Friday, July 18, 2008

I saw the light


So finally I came to the conclusion that I am fat. I am 26 years olds. I've had many great looking boyfriends and actually have one righ now. He is beautifull fit, 6 foot tall size 32 jeans and boulging with muscles. Yes, he is one of those people blessed by genetics. The reason why I bring him up however is to portray to you why I had never realized I was fat before. I have always had a very pretty face and an outgoing personality and I guess, yes I can say it an ego that is much bigger that my 5 foot frame. Looking at magazines of other beautiful women never made me feel less than them because I am a photographer and graphic designer, and believe me I can make anyone look like Britney Spears post mental breakdown. ( I could probably get her too look that way now with enough photoshop ;) ) So having had the attention of beautiful men all my life along with the knowledge that actresses are pure photoshop enhancement, and lately avoding mirrors has lead me to believe that I am thin, at least normal/average weight.Anyways, watching the Miss Universe has finally made me come to the conclusion that I am indeed overweight. Notice what is the only thing all the most beautifull women in the universe have in common?
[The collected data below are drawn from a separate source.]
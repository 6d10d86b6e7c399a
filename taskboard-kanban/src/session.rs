//! Gesture event loop for one board view.
//!
//! A [`BoardSession`] owns the [`DragController`] and feeds it gesture
//! events, locking the shared store once per event. Releases hand the drop
//! to the [`Reconciler`](crate::reconcile::Reconciler) on a spawned task so
//! the gesture is back to idle before the write resolves. Writes of one
//! session reach the backend one at a time, in release order.

use crate::backend::BoardBackend;
use crate::config::MoveFailurePolicy;
use crate::context::BoardContext;
use crate::drag::{DragController, DragOrigin, DragStep, DropCommit, Release};
use crate::error::{BoardError, Result};
use crate::types::TaskId;
use serde::{Deserialize, Serialize};
use tokio::sync::{mpsc, oneshot, watch};
use tokio::task::JoinHandle;
use tokio_util::sync::CancellationToken;
use tracing::{debug, warn};

/// Input from a pointer or touch gesture source
#[derive(Debug, Clone, PartialEq, Eq, Serialize, Deserialize)]
#[serde(tag = "event", rename_all = "snake_case")]
pub enum GestureEvent {
    Start {
        active: String,
    },
    Over {
        active: String,
        #[serde(default)]
        over: Option<String>,
    },
    End {
        active: String,
        #[serde(default)]
        over: Option<String>,
    },
    Cancel {
        active: String,
    },
}

/// A move write that is still in flight
#[derive(Debug)]
pub struct PendingCommit {
    commit: DropCommit,
    handle: JoinHandle<Result<()>>,
}

impl PendingCommit {
    pub fn commit(&self) -> &DropCommit {
        &self.commit
    }

    pub fn is_finished(&self) -> bool {
        self.handle.is_finished()
    }

    /// Wait for the write. Its error, if any, has already been recorded on
    /// the session's error state.
    pub async fn wait(self) -> Result<()> {
        match self.handle.await {
            Ok(result) => result,
            Err(join) => Err(BoardError::write_failed(
                "move task",
                BoardError::backend(join.to_string()),
            )),
        }
    }
}

/// One board view: the shared context plus the active gesture
pub struct BoardSession<B> {
    ctx: BoardContext<B>,
    drag: DragController,
    /// Resolves once the most recently released write has finished
    last_commit: Option<oneshot::Receiver<()>>,
}

impl<B: BoardBackend> BoardSession<B> {
    pub fn new(ctx: BoardContext<B>) -> Self {
        let drag = DragController::new(ctx.config().column_drop_prefix.clone());
        Self {
            ctx,
            drag,
            last_commit: None,
        }
    }

    pub fn context(&self) -> &BoardContext<B> {
        &self.ctx
    }

    pub fn drag(&self) -> &DragController {
        &self.drag
    }

    /// Observe the task being dragged
    pub fn subscribe_active(&self) -> watch::Receiver<Option<TaskId>> {
        self.drag.subscribe_active()
    }

    /// Gesture start. The task is claimed, so a write of an earlier drop
    /// that fails meanwhile no longer moves it.
    pub async fn on_drag_start(&mut self, active: &str) -> DragStep {
        let mut store = self.ctx.store().write().await;
        let step = self.drag.start(&store, active);
        if let DragStep::Started { task_id, .. } = &step {
            store.claim_task(task_id);
        }
        step
    }

    /// Hover change. Consistency errors are recorded, never returned.
    pub async fn on_drag_over(&mut self, active: &str, over: Option<&str>) -> DragStep {
        let mut store = self.ctx.store().write().await;
        match self.drag.hover(&mut store, active, over) {
            Ok(step) => step,
            Err(err) => {
                warn!(active, over, error = %err, "hover could not be applied");
                self.ctx.errors().record(&err);
                DragStep::Ignored
            }
        }
    }

    /// Release. Returns the in-flight write when the drop resolved.
    pub async fn on_drag_end(&mut self, active: &str, over: Option<&str>) -> Option<PendingCommit> {
        let release = {
            let mut store = self.ctx.store().write().await;
            self.drag.release(&mut store, active, over)
        };

        match release {
            Ok(Release::Drop(commit)) => Some(self.spawn_commit(commit)),
            Ok(Release::Aborted { task_id, origin }) => {
                self.settle_abandoned(&task_id, &origin).await;
                None
            }
            Ok(Release::Ignored) => None,
            Err(err) => {
                warn!(active, over, error = %err, "drop could not be resolved");
                self.ctx.errors().record(&err);
                None
            }
        }
    }

    pub async fn on_drag_cancel(&mut self, active: &str) {
        if let Some((task_id, origin)) = self.drag.cancel(active) {
            self.settle_abandoned(&task_id, &origin).await;
        }
    }

    /// Dispatch one gesture event
    pub async fn handle(&mut self, event: GestureEvent) -> Option<PendingCommit> {
        match event {
            GestureEvent::Start { active } => {
                self.on_drag_start(&active).await;
                None
            }
            GestureEvent::Over { active, over } => {
                self.on_drag_over(&active, over.as_deref()).await;
                None
            }
            GestureEvent::End { active, over } => self.on_drag_end(&active, over.as_deref()).await,
            GestureEvent::Cancel { active } => {
                self.on_drag_cancel(&active).await;
                None
            }
        }
    }

    /// Consume events until the channel closes or `token` is cancelled.
    ///
    /// A drag still active when the loop stops is cancelled. Returns the
    /// writes started by the loop; they keep running if not awaited.
    pub async fn run(
        &mut self,
        mut events: mpsc::Receiver<GestureEvent>,
        token: CancellationToken,
    ) -> Vec<PendingCommit> {
        let mut pending = Vec::new();
        loop {
            tokio::select! {
                biased;
                _ = token.cancelled() => {
                    debug!("gesture loop cancelled");
                    break;
                }
                event = events.recv() => match event {
                    Some(event) => {
                        if let Some(commit) = self.handle(event).await {
                            pending.push(commit);
                        }
                    }
                    None => break,
                },
            }
        }

        if let Some(active) = self.drag.active_task() {
            self.on_drag_cancel(active.as_str()).await;
        }
        pending
    }

    fn spawn_commit(&mut self, commit: DropCommit) -> PendingCommit {
        let reconciler = self.ctx.reconciler();
        let previous = self.last_commit.take();
        let (done, finished) = oneshot::channel();
        self.last_commit = Some(finished);

        let job = commit.clone();
        let handle = tokio::spawn(async move {
            if let Some(previous) = previous {
                // Err only means the previous write task is gone
                let _ = previous.await;
            }
            let result = reconciler.commit_move(&job).await;
            let _ = done.send(());
            result
        });
        PendingCommit { commit, handle }
    }

    async fn settle_abandoned(&self, task_id: &TaskId, origin: &DragOrigin) {
        if self.ctx.config().on_move_failure == MoveFailurePolicy::Restore {
            self.ctx.reconciler().restore(task_id, origin).await;
        }
    }
}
Their very thin bodies. They have big noses, small noses, blonde hair, brown hair, big eyes, long faces, short necks, whatever. The only thing that ties all beauty queens together is their weight.Having always thought of myself as a beautiful women this has started bothering me very much. And yes don't get me wrong I know all about the empowering of plus sized women and all that crap, I get it whatever. But if all that where true why is it that Miss Universe 2008 Dayana Mendoza reminds me of skeletor and everyone thinks she is gorgeous?Have I had a warped view of beauty all this time or does the world?anyways in view of this I have decided to loose 36 pounds, I want to weight 100 lbs.Or less. I have dieted many times in my life but I have never been a skinny girl. NOw I want to be a skinny girl. That is what I want and hopefully will achieve it and be able to push myself, that is the reason why I decided to document my struggle with this blog!